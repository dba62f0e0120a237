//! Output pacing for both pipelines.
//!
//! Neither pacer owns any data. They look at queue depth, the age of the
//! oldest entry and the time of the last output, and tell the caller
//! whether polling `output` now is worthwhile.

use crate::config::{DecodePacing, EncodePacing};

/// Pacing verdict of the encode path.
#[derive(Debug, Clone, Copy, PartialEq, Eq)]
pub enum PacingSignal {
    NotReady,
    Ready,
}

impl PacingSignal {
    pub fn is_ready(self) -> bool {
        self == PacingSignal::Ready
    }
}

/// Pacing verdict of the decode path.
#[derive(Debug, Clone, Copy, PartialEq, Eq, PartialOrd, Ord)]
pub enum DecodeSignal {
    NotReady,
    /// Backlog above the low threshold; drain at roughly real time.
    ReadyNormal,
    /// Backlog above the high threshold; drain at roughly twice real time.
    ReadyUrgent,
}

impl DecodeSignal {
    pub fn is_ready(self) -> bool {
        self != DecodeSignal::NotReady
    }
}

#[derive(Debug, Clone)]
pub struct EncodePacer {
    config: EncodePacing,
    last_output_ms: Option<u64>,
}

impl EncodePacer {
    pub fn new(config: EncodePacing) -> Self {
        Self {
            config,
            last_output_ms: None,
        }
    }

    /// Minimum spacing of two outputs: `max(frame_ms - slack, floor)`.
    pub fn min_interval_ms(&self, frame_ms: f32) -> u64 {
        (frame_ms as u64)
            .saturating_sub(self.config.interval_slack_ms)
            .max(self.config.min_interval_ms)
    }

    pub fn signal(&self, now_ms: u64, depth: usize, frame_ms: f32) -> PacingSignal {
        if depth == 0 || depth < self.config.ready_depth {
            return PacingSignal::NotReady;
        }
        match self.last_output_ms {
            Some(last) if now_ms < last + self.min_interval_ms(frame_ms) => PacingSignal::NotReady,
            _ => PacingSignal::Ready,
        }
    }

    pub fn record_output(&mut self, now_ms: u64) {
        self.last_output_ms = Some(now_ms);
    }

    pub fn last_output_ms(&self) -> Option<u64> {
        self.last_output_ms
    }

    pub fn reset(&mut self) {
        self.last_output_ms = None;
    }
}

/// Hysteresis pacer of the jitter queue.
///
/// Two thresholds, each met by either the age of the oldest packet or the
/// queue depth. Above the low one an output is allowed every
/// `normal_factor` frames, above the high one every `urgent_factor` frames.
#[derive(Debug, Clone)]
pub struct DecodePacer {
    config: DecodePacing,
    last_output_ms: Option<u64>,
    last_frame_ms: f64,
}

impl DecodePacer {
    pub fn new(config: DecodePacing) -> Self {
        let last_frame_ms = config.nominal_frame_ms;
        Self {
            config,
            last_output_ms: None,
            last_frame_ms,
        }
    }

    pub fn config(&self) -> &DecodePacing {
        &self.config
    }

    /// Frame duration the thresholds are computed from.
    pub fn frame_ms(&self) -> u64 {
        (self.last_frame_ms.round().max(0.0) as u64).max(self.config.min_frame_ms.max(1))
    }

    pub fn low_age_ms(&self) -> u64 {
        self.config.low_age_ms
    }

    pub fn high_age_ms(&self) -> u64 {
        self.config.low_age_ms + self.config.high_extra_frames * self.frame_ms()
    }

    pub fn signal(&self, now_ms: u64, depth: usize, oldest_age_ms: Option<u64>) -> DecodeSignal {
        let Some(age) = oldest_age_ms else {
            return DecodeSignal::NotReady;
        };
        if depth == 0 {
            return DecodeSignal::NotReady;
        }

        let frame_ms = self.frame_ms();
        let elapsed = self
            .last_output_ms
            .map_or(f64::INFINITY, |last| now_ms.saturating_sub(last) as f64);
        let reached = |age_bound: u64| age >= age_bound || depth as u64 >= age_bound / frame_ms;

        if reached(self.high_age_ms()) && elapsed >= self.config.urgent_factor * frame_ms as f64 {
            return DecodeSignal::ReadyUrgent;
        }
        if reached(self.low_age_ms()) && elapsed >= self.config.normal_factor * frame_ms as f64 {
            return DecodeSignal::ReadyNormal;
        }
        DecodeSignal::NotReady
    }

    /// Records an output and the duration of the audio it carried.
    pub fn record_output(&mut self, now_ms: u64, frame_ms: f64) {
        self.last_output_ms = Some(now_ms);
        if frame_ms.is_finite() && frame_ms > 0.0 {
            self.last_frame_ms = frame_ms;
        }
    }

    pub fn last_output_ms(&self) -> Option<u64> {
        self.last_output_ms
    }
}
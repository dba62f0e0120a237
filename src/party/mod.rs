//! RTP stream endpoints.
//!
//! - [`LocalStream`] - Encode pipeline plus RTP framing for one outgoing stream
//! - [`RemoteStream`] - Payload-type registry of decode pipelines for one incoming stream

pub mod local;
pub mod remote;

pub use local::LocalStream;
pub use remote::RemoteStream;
=-=-=
Task goal: Determine how many lines of the material hold "PartialEq", and respond with that number only.

Result of this exercise: 2